• _Given information_:
###
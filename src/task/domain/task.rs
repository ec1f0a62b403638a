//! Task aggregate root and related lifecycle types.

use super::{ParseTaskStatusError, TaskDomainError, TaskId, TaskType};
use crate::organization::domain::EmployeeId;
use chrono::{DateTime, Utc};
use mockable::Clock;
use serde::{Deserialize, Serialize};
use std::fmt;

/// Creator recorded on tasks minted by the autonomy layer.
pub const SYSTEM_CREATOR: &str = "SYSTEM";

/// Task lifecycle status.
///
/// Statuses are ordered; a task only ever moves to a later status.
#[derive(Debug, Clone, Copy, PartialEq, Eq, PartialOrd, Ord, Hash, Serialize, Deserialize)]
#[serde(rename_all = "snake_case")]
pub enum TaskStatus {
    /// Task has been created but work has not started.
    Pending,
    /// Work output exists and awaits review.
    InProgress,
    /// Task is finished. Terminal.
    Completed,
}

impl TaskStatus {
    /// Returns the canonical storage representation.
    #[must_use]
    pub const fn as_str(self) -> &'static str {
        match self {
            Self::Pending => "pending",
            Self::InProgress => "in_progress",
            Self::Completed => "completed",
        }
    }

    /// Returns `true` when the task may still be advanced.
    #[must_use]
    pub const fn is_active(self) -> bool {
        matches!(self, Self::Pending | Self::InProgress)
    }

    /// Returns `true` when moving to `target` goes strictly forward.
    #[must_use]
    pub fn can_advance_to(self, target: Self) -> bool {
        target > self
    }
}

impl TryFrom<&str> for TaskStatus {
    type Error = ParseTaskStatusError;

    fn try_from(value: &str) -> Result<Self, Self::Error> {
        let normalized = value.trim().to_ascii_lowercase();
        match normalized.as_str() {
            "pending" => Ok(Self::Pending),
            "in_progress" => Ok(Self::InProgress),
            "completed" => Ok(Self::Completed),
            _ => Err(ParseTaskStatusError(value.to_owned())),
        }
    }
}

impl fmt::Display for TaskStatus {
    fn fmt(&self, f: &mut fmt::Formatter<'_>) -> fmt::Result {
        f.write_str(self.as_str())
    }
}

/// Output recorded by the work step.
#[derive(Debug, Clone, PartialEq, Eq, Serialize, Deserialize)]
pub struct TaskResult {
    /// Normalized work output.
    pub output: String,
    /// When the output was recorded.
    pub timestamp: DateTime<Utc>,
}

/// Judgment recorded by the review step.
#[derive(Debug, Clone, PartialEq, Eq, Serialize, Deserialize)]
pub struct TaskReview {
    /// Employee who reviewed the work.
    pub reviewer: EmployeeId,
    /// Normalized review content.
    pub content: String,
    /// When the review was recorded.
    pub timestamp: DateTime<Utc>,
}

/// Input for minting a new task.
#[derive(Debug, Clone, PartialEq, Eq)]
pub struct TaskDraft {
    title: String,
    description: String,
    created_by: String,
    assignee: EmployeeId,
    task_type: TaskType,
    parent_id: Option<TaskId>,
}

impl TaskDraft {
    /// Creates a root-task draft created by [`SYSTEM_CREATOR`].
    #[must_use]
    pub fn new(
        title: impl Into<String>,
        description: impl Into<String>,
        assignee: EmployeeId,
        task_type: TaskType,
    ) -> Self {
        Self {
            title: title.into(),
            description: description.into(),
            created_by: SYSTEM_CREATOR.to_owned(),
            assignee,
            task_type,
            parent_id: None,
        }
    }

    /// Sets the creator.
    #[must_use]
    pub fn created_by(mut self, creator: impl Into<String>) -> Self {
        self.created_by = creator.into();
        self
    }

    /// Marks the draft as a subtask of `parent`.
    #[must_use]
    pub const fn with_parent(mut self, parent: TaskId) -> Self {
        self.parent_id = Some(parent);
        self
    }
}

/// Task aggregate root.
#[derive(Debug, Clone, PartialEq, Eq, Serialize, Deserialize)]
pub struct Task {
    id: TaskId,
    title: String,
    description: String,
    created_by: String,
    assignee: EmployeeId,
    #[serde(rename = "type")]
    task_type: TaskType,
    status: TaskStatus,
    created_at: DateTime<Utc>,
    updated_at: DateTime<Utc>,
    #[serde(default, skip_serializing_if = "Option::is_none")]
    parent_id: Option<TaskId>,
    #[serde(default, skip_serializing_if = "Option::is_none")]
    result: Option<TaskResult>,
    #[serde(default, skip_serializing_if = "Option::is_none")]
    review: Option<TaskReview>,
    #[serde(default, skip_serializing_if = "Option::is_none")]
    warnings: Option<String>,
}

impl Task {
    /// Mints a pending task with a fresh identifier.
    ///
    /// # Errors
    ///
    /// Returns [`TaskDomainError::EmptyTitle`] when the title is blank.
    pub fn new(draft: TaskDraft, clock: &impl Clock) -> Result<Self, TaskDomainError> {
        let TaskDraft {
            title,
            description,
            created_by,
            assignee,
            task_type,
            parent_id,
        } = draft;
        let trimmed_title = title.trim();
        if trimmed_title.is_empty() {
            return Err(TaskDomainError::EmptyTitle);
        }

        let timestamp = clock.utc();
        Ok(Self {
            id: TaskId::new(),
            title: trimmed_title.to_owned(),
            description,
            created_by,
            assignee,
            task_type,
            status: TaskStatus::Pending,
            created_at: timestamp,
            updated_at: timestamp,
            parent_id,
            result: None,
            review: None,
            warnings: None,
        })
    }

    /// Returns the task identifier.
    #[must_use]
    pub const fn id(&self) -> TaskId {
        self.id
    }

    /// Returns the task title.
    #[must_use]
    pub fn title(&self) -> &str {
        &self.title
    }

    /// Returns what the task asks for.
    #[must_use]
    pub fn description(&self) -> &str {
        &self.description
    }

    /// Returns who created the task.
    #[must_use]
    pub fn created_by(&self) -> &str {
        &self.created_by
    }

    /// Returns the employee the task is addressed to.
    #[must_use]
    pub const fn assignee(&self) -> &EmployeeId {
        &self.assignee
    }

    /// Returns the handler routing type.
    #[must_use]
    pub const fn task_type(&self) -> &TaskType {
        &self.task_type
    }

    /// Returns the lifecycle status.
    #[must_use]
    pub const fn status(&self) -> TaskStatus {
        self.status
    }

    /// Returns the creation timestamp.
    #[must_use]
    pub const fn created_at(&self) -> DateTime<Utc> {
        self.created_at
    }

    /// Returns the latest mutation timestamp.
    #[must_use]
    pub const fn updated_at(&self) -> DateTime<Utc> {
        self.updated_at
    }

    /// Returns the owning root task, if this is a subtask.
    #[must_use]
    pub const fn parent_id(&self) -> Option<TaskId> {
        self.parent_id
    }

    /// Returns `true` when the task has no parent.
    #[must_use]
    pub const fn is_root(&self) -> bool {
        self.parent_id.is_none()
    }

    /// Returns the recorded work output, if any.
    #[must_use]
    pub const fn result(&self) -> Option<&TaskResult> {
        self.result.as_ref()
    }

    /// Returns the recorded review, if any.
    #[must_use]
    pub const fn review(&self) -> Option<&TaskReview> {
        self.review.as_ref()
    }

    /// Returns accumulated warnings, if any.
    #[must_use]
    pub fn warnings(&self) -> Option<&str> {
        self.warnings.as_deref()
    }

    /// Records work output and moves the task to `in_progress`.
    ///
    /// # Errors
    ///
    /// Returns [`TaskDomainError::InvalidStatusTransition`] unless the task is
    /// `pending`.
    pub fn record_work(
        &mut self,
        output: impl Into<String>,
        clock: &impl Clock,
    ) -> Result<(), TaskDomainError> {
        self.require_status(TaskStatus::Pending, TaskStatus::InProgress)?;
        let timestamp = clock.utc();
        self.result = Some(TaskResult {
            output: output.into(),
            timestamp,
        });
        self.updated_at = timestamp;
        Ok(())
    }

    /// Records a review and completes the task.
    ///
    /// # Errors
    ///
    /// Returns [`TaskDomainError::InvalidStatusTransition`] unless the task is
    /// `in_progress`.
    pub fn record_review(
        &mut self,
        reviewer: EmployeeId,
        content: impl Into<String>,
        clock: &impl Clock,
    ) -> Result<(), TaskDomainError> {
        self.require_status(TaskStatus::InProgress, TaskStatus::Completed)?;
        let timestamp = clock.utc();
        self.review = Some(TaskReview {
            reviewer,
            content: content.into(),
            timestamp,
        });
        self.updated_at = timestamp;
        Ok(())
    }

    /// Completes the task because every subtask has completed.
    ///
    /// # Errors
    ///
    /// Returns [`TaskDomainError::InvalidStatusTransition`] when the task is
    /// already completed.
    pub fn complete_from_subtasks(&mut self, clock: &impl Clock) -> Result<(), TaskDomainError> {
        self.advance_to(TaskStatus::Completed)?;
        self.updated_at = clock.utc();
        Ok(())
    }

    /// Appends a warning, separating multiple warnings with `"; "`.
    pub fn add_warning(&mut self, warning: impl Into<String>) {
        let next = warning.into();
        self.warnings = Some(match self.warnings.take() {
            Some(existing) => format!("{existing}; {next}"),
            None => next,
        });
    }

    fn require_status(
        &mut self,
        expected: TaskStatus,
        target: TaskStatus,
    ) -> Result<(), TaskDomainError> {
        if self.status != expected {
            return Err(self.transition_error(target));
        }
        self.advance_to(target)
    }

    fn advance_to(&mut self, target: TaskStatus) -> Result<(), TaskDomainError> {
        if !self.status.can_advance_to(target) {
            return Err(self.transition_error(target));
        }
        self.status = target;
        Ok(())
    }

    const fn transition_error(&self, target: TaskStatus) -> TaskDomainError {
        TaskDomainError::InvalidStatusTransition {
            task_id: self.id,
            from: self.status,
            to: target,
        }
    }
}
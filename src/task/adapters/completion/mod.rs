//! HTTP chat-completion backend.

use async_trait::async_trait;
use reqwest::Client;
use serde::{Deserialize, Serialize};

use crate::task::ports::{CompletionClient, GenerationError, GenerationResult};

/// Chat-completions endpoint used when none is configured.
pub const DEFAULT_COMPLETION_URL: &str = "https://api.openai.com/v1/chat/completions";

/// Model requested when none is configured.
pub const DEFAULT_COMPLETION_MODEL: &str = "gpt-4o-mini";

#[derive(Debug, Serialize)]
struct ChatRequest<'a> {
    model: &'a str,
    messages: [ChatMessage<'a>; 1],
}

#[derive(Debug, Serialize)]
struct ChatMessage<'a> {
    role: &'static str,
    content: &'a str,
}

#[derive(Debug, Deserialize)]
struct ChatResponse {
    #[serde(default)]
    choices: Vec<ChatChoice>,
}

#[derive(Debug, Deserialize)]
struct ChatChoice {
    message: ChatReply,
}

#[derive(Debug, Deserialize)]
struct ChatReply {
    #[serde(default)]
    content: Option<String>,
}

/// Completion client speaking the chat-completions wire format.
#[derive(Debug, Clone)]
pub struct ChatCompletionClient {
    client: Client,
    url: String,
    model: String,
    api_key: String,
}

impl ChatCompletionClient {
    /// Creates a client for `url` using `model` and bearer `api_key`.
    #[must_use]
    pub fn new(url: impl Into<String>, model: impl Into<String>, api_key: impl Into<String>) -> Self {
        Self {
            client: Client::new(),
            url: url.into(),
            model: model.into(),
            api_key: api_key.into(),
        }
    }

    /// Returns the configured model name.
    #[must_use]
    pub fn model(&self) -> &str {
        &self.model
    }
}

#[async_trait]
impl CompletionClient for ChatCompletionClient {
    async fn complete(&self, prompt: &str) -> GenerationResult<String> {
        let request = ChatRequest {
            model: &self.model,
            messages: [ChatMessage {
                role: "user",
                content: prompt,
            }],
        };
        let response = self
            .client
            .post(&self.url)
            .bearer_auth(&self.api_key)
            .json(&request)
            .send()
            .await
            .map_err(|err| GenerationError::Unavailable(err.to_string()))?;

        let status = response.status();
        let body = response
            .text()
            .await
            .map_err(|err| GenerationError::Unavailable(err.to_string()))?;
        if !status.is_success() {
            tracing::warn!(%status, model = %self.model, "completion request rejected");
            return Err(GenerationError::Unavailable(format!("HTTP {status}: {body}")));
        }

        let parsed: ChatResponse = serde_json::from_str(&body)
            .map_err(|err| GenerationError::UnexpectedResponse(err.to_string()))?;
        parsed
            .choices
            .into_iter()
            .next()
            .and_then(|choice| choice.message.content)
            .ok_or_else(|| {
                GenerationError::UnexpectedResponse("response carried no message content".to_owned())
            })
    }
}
###
• _Problem to solve_: If a line in the material holds "ChatReply", copy it.

• _Written solution_:
    message: ChatReply,
struct ChatReply {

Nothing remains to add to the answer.